The strategy is a result of three independent reviews which found the current social care system to be ‘fragmented, siloed, and struggling to meet the needs of children and families’.
The strategy intends to ‘fix’ children’s social care by focusing on delivering local early help, keeping families together, better supporting foster and kinship carers, care leavers and the children’s social care workforce.
Department for Education has launched a consultation on proposals around the use of agency social workers by local authorities. The consultation will run alongside two others including one seeking views about plans to implement a new Children's Social Care National Framework and Dashboard designed to “set out clear outcomes that should be achieved across all local authorities to improve the lives of children and families, raising the quality of practice across the country”. Another is being held over views on the strategy as a whole. All three consultations will close on 11 May 2023.
RCPCH President Dr Camilla Kingdon said:
Children’s Social Care supports the most vulnerable children in England, often with complex needs and requirements. These children deserve the highest standards of care, support and protection and yet so often they are unable to access the services they require.
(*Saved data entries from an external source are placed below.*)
//! Timing-port retry protocol.
//!
//! A requester hands a packet to `send_timing_req`; the responder either takes
//! it (`Ok`) or hands it back (`Err`). After a refusal the responder owes the
//! requester exactly one retry, delivered as an [`Event::ReqRetry`], and the
//! requester must not resend until that retry arrives. Responses travel the
//! same way in reverse with [`Event::RespRetry`].

use serde::Serialize;

use super::event::{BankKind, Event};
use super::packet::Packet;
use super::SimContext;

/// Addresses one end of a port binding.
///
/// `ReqRetry` targets the requester named here, `RespRetry` the responder.
#[derive(Debug, Clone, Copy, PartialEq, Eq, Hash, Serialize)]
pub enum PortRef {
  /// Decoder bank port bound to a DMA engine bank.
  Decoder { kind: BankKind, bank: usize },
  /// Arbiter upstream port (a DMA engine bank or a write-buffer channel).
  Upstream { upstream: usize, bank: usize },
  /// Arbiter bank port bound to the DRAM frontend.
  Memory { bank: usize },
}

/// One direction of a port's retry bookkeeping.
///
/// On a responder it records an owed retry; on a requester it records that
/// sending is paused until the retry arrives. Setting it twice still leaves a
/// single obligation.
#[derive(Debug, Clone, Copy, Default, PartialEq, Eq, Serialize)]
pub struct RetryFlag(bool);

impl RetryFlag {
  pub fn set(&mut self) {
    self.0 = true;
  }

  pub fn is_set(&self) -> bool {
    self.0
  }

  /// Clear the flag, reporting whether it was set.
  pub fn take(&mut self) -> bool {
    std::mem::take(&mut self.0)
  }
}

/// Request side of a banked port binding, seen from the requester.
pub trait TimingReqPort {
  fn send_timing_req(&mut self, bank: usize, pkt: Packet, ctx: &mut SimContext) -> Result<(), Packet>;
}

/// Response side of a banked port binding, seen from the responder.
pub trait TimingRespPort {
  fn send_timing_resp(&mut self, bank: usize, pkt: Packet, ctx: &mut SimContext) -> Result<(), Packet>;
}

/// Pay an owed request retry, if any.
pub fn send_retry_req(owed: &mut RetryFlag, target: PortRef, ctx: &mut SimContext) {
  if owed.take() {
    log::trace!("t={} retry req -> {:?}", ctx.now(), target);
    ctx.sched.schedule_now(Event::ReqRetry(target));
  }
}

/// Pay an owed response retry, if any.
pub fn send_retry_resp(owed: &mut RetryFlag, target: PortRef, ctx: &mut SimContext) {
  if owed.take() {
    log::trace!("t={} retry resp -> {:?}", ctx.now(), target);
    ctx.sched.schedule_now(Event::RespRetry(target));
  }
}

#[cfg(test)]
mod tests {
  use super::*;

  #[test]
  fn test_retry_flag_holds_one_obligation() {
    let mut flag = RetryFlag::default();
    flag.set();
    flag.set();
    assert!(flag.take());
    assert!(!flag.take());
  }

  #[test]
  fn test_retry_is_delivered_once() {
    let mut ctx = SimContext::new(1);
    let mut owed = RetryFlag::default();
    let target = PortRef::Memory { bank: 0 };
    send_retry_req(&mut owed, target, &mut ctx);
    assert!(ctx.sched.is_empty());
    owed.set();
    send_retry_req(&mut owed, target, &mut ctx);
    send_retry_req(&mut owed, target, &mut ctx);
    assert_eq!(ctx.sched.len(), 1);
    assert_eq!(ctx.sched.pop(), Some((0, Event::ReqRetry(target))));
  }
}
use sim::models::model_trait::Reportable;
use sim::models::Model;
use sim::simulator::Simulation;
use std::fs;
use std::io;
use std::path::Path;

use crate::arch::sparse::Report;
use crate::log_info;

pub fn print_simulation_records(simulation: &mut Simulation) {
  println!("\n--- Simulation Records ---");

  for model in simulation.models().iter() {
    print_model_records(model);
  }

  println!("--- End Records ---\n");
}

fn print_model_records(model: &Model) {
  let records = model.records();
  if !records.is_empty() {
    println!("\n[{}]", model.id());
    for record in records {
      println!("  Time {:.1}: {} {}", record.time, record.action, record.subject);
    }
  }
}

/// One status line per model.
pub fn model_status(simulation: &mut Simulation) -> Vec<String> {
  simulation
    .models()
    .iter()
    .map(|model| format!("[{}] {}", model.id(), model.status()))
    .collect()
}

pub fn print_report(report: &Report) {
  let totals = &report.totals;
  log_info!("cycles            {}", report.cycles);
  log_info!("mac_ops           {}", report.stats.mac_ops);
  log_info!("mac utilisation   {:.4}", report.mac_utilization);
  log_info!("dram bursts       {}", report.stats.dram_bursts);
  log_info!("dram utilisation  {:.4}", report.dram_utilization);
  log_info!("pairing ratio     {:.4}", report.pairing_ratio);
  log_info!(
    "emissions         single={} paired_full={} paired_partial={} cam_full={}",
    totals.emit_single,
    totals.emit_paired_full,
    totals.emit_paired_partial,
    totals.cam_full
  );
  log_info!(
    "writes            enqueued={} dropped={} completed={}",
    report.stats.writes_enqueued,
    report.stats.dropped_writes,
    report.stats.dram_writes
  );
  log_info!(
    "progress          slices={} params={}",
    report.stats.slices_completed,
    report.stats.params_completed
  );
}

/// Pretty JSON report.
pub fn write_report(path: &Path, report: &Report) -> io::Result<()> {
  let json = serde_json::to_string_pretty(report).map_err(|e| io::Error::new(io::ErrorKind::Other, e))?;
  fs::write(path, json)
}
Social workers are doing their very best in increasingly difficult circumstances to meet the high demand, but staffing levels and support remain a very real concern.
This is a much-needed plan to reform Children’s Social Care in England, and we welcome the strategy’s intentions to better support the social care workforce in safeguarding children and young people. We are particularly pleased to see a focus on supporting families in accessing early help at a local level and acknowledgement of the essential work that foster and kinship carers do. However, we remain concerned about the high workloads and complex cases that social care workforce is facing.
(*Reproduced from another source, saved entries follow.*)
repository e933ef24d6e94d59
pub mod log;
pub mod report;
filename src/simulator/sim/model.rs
use serde_json;
use sim::models::model_trait::DevsModel;
use sim::simulator::Simulation;
use std::fs::File;
use std::io::{self, BufWriter, Result, Write};

/// No message in flight and every model waiting forever.
pub fn is_quiescent(simulation: &mut Simulation) -> bool {
  simulation.get_messages().is_empty()
    && simulation
      .models()
      .iter()
      .all(|model| model.until_next_event() == f64::INFINITY)
}

fn trace_messages(simulation: &Simulation, trace_writer: &mut Option<BufWriter<File>>) -> Result<()> {
  let messages = simulation.get_messages();
  for msg in messages.iter() {
    log::debug!(
      "[MSG] t={:.1} {}:{} -> {}:{} | {}",
      msg.time(),
      msg.source_id(),
      msg.source_port(),
      msg.target_id(),
      msg.target_port(),
      msg.content()
    );
  }

  if let Some(writer) = trace_writer {
    for msg in messages.iter() {
      let content = serde_json::from_str::<serde_json::Value>(msg.content())
        .unwrap_or_else(|_| serde_json::Value::String(msg.content().to_string()));
      let trace_entry = serde_json::json!({
        "time": msg.time(),
        "source": msg.source_id(),
        "source_port": msg.source_port(),
        "target": msg.target_id(),
        "target_port": msg.target_port(),
        "content": content
      });
      writeln!(writer, "{}", trace_entry)?;
    }
    if !messages.is_empty() {
      writer.flush()?;
    }
  }
  Ok(())
}

/// Advance the simulation until its global time moves or nothing is left to do.
///
/// Messages are logged and traced just before they are delivered.
pub fn model_step(simulation: &mut Simulation, trace_writer: &mut Option<BufWriter<File>>) -> Result<()> {
  let time0 = simulation.get_global_time();
  loop {
    if is_quiescent(simulation) {
      return Ok(());
    }
    trace_messages(simulation, trace_writer)?;

    if let Err(e) = simulation.step() {
      return Err(io::Error::new(io::ErrorKind::Other, format!("simulation error: {:?}", e)));
    }
    if simulation.get_global_time() > time0 {
      return Ok(());
    }
  }
}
The intentions of this report are good, but we are appalled to read that just £200m has been budgeted for this work - a far cry from the £2.6bn suggested by independent review lead Josh MacAlister as needed for this scale of reform. We owe it to the memories of Arthur Labinjo-Hughes and Star Hobson, whose murders triggered this report, to demonstrate serious intent and fund this work properly. The Government cannot deliver these changes to essential services effectively and keep children safe without adequate funding.
We look forward to reviewing these plans in full and responding to the corresponding consultations in due course. We will continue to work closely with the government and our partners in Children’s Social Care to ensure that all children in care receive the services they require, in appropriately nurturing and supportive placements.